The capability vocabulary is curated, not free-form — 68 capabilities, hard cap of 80, paper-prototype scroll-test at the cap. Merges are one-way, terminal-canonical, required-reason, undoable via the audit log. No "freelancer tagging themselves as everything" — every claim is a row in project_capabilities, every aliased capability points at a single canonical target, every merge writes a reason. The gap report at /gaps lists capabilities used 0–2 times with a one-sentence note on what work would close each gap — gaps as part of the artefact, not a bug.

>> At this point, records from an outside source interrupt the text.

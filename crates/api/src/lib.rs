pub mod config;
pub mod error;
pub mod export;
pub mod handlers;
pub mod metrics;

use axum::{
    routing::{delete, get, patch, post},
    Router,
};
use std::path::PathBuf;
use std::sync::Arc;
use store::DocumentStore;
use suggest::Suggester;
use tower_http::{cors::CorsLayer, trace::TraceLayer};

use crate::metrics::Metrics;

pub struct AppState {
    pub store: DocumentStore,
    pub suggester: Arc<dyn Suggester>,
    pub metrics: Metrics,
    /// Directory scanned by `POST /bootstrap`.
    pub raw_dir: PathBuf,
}

impl AppState {
    pub fn new(store: DocumentStore, suggester: Arc<dyn Suggester>, raw_dir: PathBuf) -> Self {
        Self {
            store,
            suggester,
            metrics: Metrics::new(),
            raw_dir,
        }
    }
}

pub type SharedState = Arc<AppState>;

pub fn build_router(state: SharedState) -> Router {
    Router::new()
        .route("/health", get(handlers::health))
        .route("/stats", get(handlers::stats))
        .route("/vocab", get(handlers::vocabulary))
        .route("/bootstrap", post(handlers::bootstrap))
        .route(
            "/documents",
            get(handlers::list_documents).post(handlers::create_document),
        )
        .route("/documents/:id", get(handlers::get_document))
        .route("/documents/:id/entities", post(handlers::add_entity))
        .route(
            "/documents/:id/entities/:entity_id",
            delete(handlers::delete_entity),
        )
        .route("/documents/:id/relations", post(handlers::add_relation))
        .route(
            "/documents/:id/relations/:relation_id",
            delete(handlers::delete_relation),
        )
        .route("/documents/:id/status", patch(handlers::set_status))
        .route("/documents/:id/export", get(handlers::export_document))
        .route("/export/all", get(handlers::export_all))
        .route("/export/entities.csv", get(handlers::export_entities_csv))
        .route("/export/relations.csv", get(handlers::export_relations_csv))
        .route("/import", post(handlers::import_document))
        .route("/save/all", post(handlers::save_all))
        .route("/suggest/entities", get(handlers::suggest_entities))
        .layer(TraceLayer::new_for_http())
        .layer(CorsLayer::permissive())
        .with_state(state)
}
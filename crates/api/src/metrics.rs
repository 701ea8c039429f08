use serde::Serialize;
use std::sync::atomic::{AtomicU64, AtomicUsize, Ordering};
use std::time::{Duration, Instant};

#[derive(Default)]
pub struct Metrics {
    // Store mutations
    successful_mutations: AtomicUsize,
    failed_mutations: AtomicUsize,

    // Suggestions
    suggestion_requests: AtomicUsize,
    suggestions_served: AtomicUsize,
    total_suggest_time_us: AtomicU64,

    // Bootstrap
    bootstrap_runs: AtomicUsize,
    documents_bootstrapped: AtomicUsize,
    total_bootstrap_time_us: AtomicU64,
}

impl Metrics {
    pub fn new() -> Self {
        Self::default()
    }

    pub fn record_mutation(&self, success: bool) {
        if success {
            self.successful_mutations.fetch_add(1, Ordering::Relaxed);
        } else {
            self.failed_mutations.fetch_add(1, Ordering::Relaxed);
        }
    }

    /// Record a mutation outcome and pass the result through.
    pub fn track<T, E>(&self, result: Result<T, E>) -> Result<T, E> {
        self.record_mutation(result.is_ok());
        result
    }

    pub fn record_suggest(&self, duration: Duration, candidates: usize) {
        self.suggestion_requests.fetch_add(1, Ordering::Relaxed);
        self.suggestions_served.fetch_add(candidates, Ordering::Relaxed);
        self.total_suggest_time_us
            .fetch_add(duration.as_micros() as u64, Ordering::Relaxed);
    }

    pub fn record_bootstrap(&self, duration: Duration, documents: usize) {
        self.bootstrap_runs.fetch_add(1, Ordering::Relaxed);
        self.documents_bootstrapped.fetch_add(documents, Ordering::Relaxed);
        self.total_bootstrap_time_us
            .fetch_add(duration.as_micros() as u64, Ordering::Relaxed);
    }

    pub fn snapshot(&self) -> MetricsSnapshot {
        MetricsSnapshot {
            successful_mutations: self.successful_mutations.load(Ordering::Relaxed),
            failed_mutations: self.failed_mutations.load(Ordering::Relaxed),
            suggestion_requests: self.suggestion_requests.load(Ordering::Relaxed),
            suggestions_served: self.suggestions_served.load(Ordering::Relaxed),
            avg_suggest_time_ms: avg_time_ms(
                &self.total_suggest_time_us,
                &self.suggestion_requests,
            ),
            bootstrap_runs: self.bootstrap_runs.load(Ordering::Relaxed),
            documents_bootstrapped: self.documents_bootstrapped.load(Ordering::Relaxed),
            avg_bootstrap_time_ms: avg_time_ms(
                &self.total_bootstrap_time_us,
                &self.bootstrap_runs,
            ),
        }
    }
}

fn avg_time_ms(total_us: &AtomicU64, count: &AtomicUsize) -> f64 {
    let total = total_us.load(Ordering::Relaxed) as f64;
    let cnt = count.load(Ordering::Relaxed) as f64;
    if cnt > 0.0 {
        total / cnt / 1000.0 // Convert to ms
    } else {
        0.0
    }
}

#[derive(Debug, Clone, Serialize)]
pub struct MetricsSnapshot {
    pub successful_mutations: usize,
    pub failed_mutations: usize,
    pub suggestion_requests: usize,
    pub suggestions_served: usize,
    pub avg_suggest_time_ms: f64,
    pub bootstrap_runs: usize,
    pub documents_bootstrapped: usize,
    pub avg_bootstrap_time_ms: f64,
}

pub struct TimedOperation {
    start: Instant,
}

impl TimedOperation {
    pub fn start() -> Self {
        Self {
            start: Instant::now(),
        }
    }

    pub fn elapsed(&self) -> Duration {
        self.start.elapsed()
    }
}

#[cfg(test)]
mod tests {
    use super::*;

    #[test]
    fn test_counters_and_averages() {
        let metrics = Metrics::new();
        metrics.record_mutation(true);
        let _ = metrics.track::<(), &str>(Err("bad offsets"));
        metrics.record_suggest(Duration::from_millis(2), 3);
        metrics.record_suggest(Duration::from_millis(4), 1);

        let snap = metrics.snapshot();
        assert_eq!(snap.successful_mutations, 1);
        assert_eq!(snap.failed_mutations, 1);
        assert_eq!(snap.suggestion_requests, 2);
        assert_eq!(snap.suggestions_served, 4);
        assert!((snap.avg_suggest_time_ms - 3.0).abs() < 1e-9);
        assert_eq!(snap.avg_bootstrap_time_ms, 0.0);
    }
}
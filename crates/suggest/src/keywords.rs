//! Built-in keyword lists for the heuristic suggester.

pub const MEDICATIONS: &[&str] = &[
    "amlodipine",
    "lisinopril",
    "budesonide",
    "montelukast",
    "prednisone",
    "metformin",
    "insulin",
];

pub const SYMPTOMS: &[&str] = &[
    "fever",
    "cough",
    "wheezing",
    "dyspnea",
    "shortness of breath",
    "chest pain",
    "headache",
    "fatigue",
    "nausea",
    "dizziness",
];

/// Capitalized words that start sentences far more often than they name
/// anything clinical.
pub const CAPITALIZED_STOPWORDS: &[&str] = &[
    "the", "this", "that", "these", "those", "for", "with", "after", "before", "during",
    "our", "its", "she", "they", "his", "her", "their", "patient", "patients", "results",
    "methods", "background", "conclusion", "conclusions", "objective",
];
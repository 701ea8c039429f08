use std::path::PathBuf;
use thiserror::Error;

/// Errors raised by the document store and vocabulary loader.
#[derive(Debug, Error)]
pub enum StoreError {
    /// No document with this id in memory or on disk.
    #[error("Document not found: {0}")]
    DocumentNotFound(String),

    /// Input rejected: unknown type label, bad offsets, dangling relation endpoint...
    #[error("Validation error: {0}")]
    Validation(String),

    /// A document with this id already exists.
    #[error("Document already exists: {0}")]
    Conflict(String),

    /// The vocabulary artifact is missing or malformed.
    #[error("Invalid vocabulary {path}: {reason}")]
    Vocabulary { path: PathBuf, reason: String },

    #[error("I/O error on {path}: {source}")]
    Io {
        path: PathBuf,
        #[source]
        source: std::io::Error,
    },

    /// A persisted document file could not be read back.
    #[error("Corrupt document file {path}: {reason}")]
    Corrupt { path: PathBuf, reason: String },

    #[error("Failed to serialize document: {0}")]
    Serialize(#[from] serde_json::Error),
}

/// Coarse classification used by callers to pick a response.
#[derive(Debug, Clone, Copy, PartialEq, Eq)]
pub enum ErrorKind {
    NotFound,
    Validation,
    Conflict,
    Internal,
}

impl StoreError {
    pub fn kind(&self) -> ErrorKind {
        match self {
            Self::DocumentNotFound(_) => ErrorKind::NotFound,
            Self::Validation(_) => ErrorKind::Validation,
            Self::Conflict(_) => ErrorKind::Conflict,
            Self::Vocabulary { .. }
            | Self::Io { .. }
            | Self::Corrupt { .. }
            | Self::Serialize(_) => ErrorKind::Internal,
        }
    }

    pub(crate) fn io(path: impl Into<PathBuf>, source: std::io::Error) -> Self {
        Self::Io {
            path: path.into(),
            source,
        }
    }

    pub(crate) fn not_found(id: &str) -> Self {
        Self::DocumentNotFound(id.to_string())
    }
}

pub type Result<T> = std::result::Result<T, StoreError>;
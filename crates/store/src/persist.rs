use schema::Document;
use std::fs::{self, File};
use std::io::Write;
use std::path::{Path, PathBuf};

use crate::error::{Result, StoreError};

/// One pretty-printed JSON file per document, named `<id>.json`.
#[derive(Debug, Clone)]
pub struct JsonDirectory {
    root: PathBuf,
}

impl JsonDirectory {
    /// Open the directory, creating it if needed.
    pub fn open(root: impl Into<PathBuf>) -> Result<Self> {
        let root = root.into();
        fs::create_dir_all(&root).map_err(|e| StoreError::io(&root, e))?;
        Ok(Self { root })
    }

    pub fn root(&self) -> &Path {
        &self.root
    }

    pub fn path_for(&self, id: &str) -> PathBuf {
        self.root.join(format!("{}.json", id))
    }

    pub fn exists(&self, id: &str) -> bool {
        self.path_for(id).is_file()
    }

    /// Read a persisted document; `Ok(None)` when there is no file for `id`.
    pub fn load(&self, id: &str) -> Result<Option<Document>> {
        let path = self.path_for(id);
        let bytes = match fs::read(&path) {
            Ok(bytes) => bytes,
            Err(e) if e.kind() == std::io::ErrorKind::NotFound => return Ok(None),
            Err(e) => return Err(StoreError::io(path, e)),
        };

        let doc: Document = serde_json::from_slice(&bytes).map_err(|e| StoreError::Corrupt {
            path: path.clone(),
            reason: e.to_string(),
        })?;

        if doc.id != id {
            return Err(StoreError::Corrupt {
                path,
                reason: format!("file holds document '{}'", doc.id),
            });
        }

        Ok(Some(doc))
    }

    /// Write the document through a sibling temp file and rename it into
    /// place, so readers never see a half-written file. Last writer wins.
    pub fn save(&self, doc: &Document) -> Result<()> {
        let path = self.path_for(&doc.id);
        let tmp_path = path.with_extension("json.tmp");
        let json = serde_json::to_vec_pretty(doc)?;

        let mut file = File::create(&tmp_path).map_err(|e| StoreError::io(&tmp_path, e))?;
        file.write_all(&json)
            .and_then(|_| file.sync_all())
            .map_err(|e| StoreError::io(&tmp_path, e))?;
        fs::rename(&tmp_path, &path).map_err(|e| StoreError::io(&path, e))?;

        tracing::debug!(doc_id = %doc.id, path = %path.display(), "Saved document");
        Ok(())
    }
}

Dataset (dogfooded against the live personal portfolio):

• 47 projects catalogued across demos, redacted client engagements, and personal sites
• 623 packages across 11 languages on a sister table, joined to capabilities via name-pattern matching
• 68 capabilities tagged against the curated vocabulary; cap 80
• 20 industries; per-capability heatmap cells weighted by recency × depth

Surfaces:

• /heatmap — capability × project matrix with colour-graded cells; mobile collapses to a stacked-row variant so the scan still works at 390px wide. Same dataset drives both renderings, axe-clean a11y.
• /gaps — honest gap report sorted ascending by usage count, with one-sentence "what work would fill this" hints on every row.
• /capabilities/[slug] — capability detail surfaces both projects and packages under the same capability, so an Authentication or Pagination page reads as the full body of work.
• /packages — sister-table surface across 623 rows with language × registry × capability filtering.
• /resume-bullets — capability-aggregated bullets rendered server-side from the same dataset that drives the heatmap; resume copy and dashboard copy can't drift.
• Filament v5 admin behind password + first-party TOTP MFA — capability moderation, one-way terminal-canonical merges, MergeCapability and SetPrimaryTag as transactional actions, audit-log unmerge.

Reliability features:

• HMAC-signed coalesced revalidation. Filament writes fire a request-scoped observer that buffers tags and POSTs once on terminating() to a Next.js /api/revalidate route. Byte-stable canonical body (json_encode([...], JSON_UNESCAPED_SLASHES | JSON_UNESCAPED_UNICODE)). HMAC-SHA256 verified with crypto.timingSafeEqual. Two-key list (CODEX_REVALIDATE_SECRETS=current,previous) for no-flap rotation. Bulk-tagging thirty projects is one HTTP round trip, not thirty.
• RedactedScope as a model-layer boundary — strips client_name + internal_notes on every API response for visibility=redacted rows. Filament admin opts out explicitly via withoutGlobalScope. Signed-URL asset surface for redacted assets uses a separate CODEX_ASSET_SIGNING_KEYS from APP_KEY so asset rotation doesn't invalidate sessions; 14-day 410-Gone window after visibility_changed_at flips.
• Loopback-fetch wrapper at web/src/lib/codex-api.ts is the only allowed fetch path — injects Host: api.codex.philiprehberger.com on every server-side call, ESLint-pinned. The Apache loopback-traffic carve-out (RewriteCond %{REMOTE_ADDR} !=127.0.0.1) keeps server-side fetches off the http→https redirect rule.
• Cursor pagination + filter allow-list + RFC 7807 across the read API. PM2 instances: 1 pinned because the /api/revalidate rate-limit counter is in-memory per process.

Stack:

• Laravel 13, PHP 8.3, MySQL 8, Filament v5, Apache + php-fpm, Let's Encrypt
• Next.js 16, React 19, Tailwind 4, server-side rendering
• PHPUnit + Vitest + Playwright; PHPStan level 8 + Pint; CI on push with MySQL service + paratest + path-filter
• Weekly restore-drill cron + scripts/test-restore.sh end-to-end against a scratch DB

What it proves:

Same person curated the capability vocabulary, designed the schema, wrote the Laravel models + Filament resources + transactional actions, scaffolded the Next.js dashboard + the loopback fetch wrapper, wrote the HMAC-signed revalidate observer + client, deployed three processes to EC2 with atomic releases + Apache + php-fpm + PM2 + Let's Encrypt, and shipped it live. The case for hiring me to build a single coherent product surface where the dataset, the dashboard, the admin, and the resume bullets all stay in sync — not stitched together across a backend dev + frontend dev + DevOps + a content team.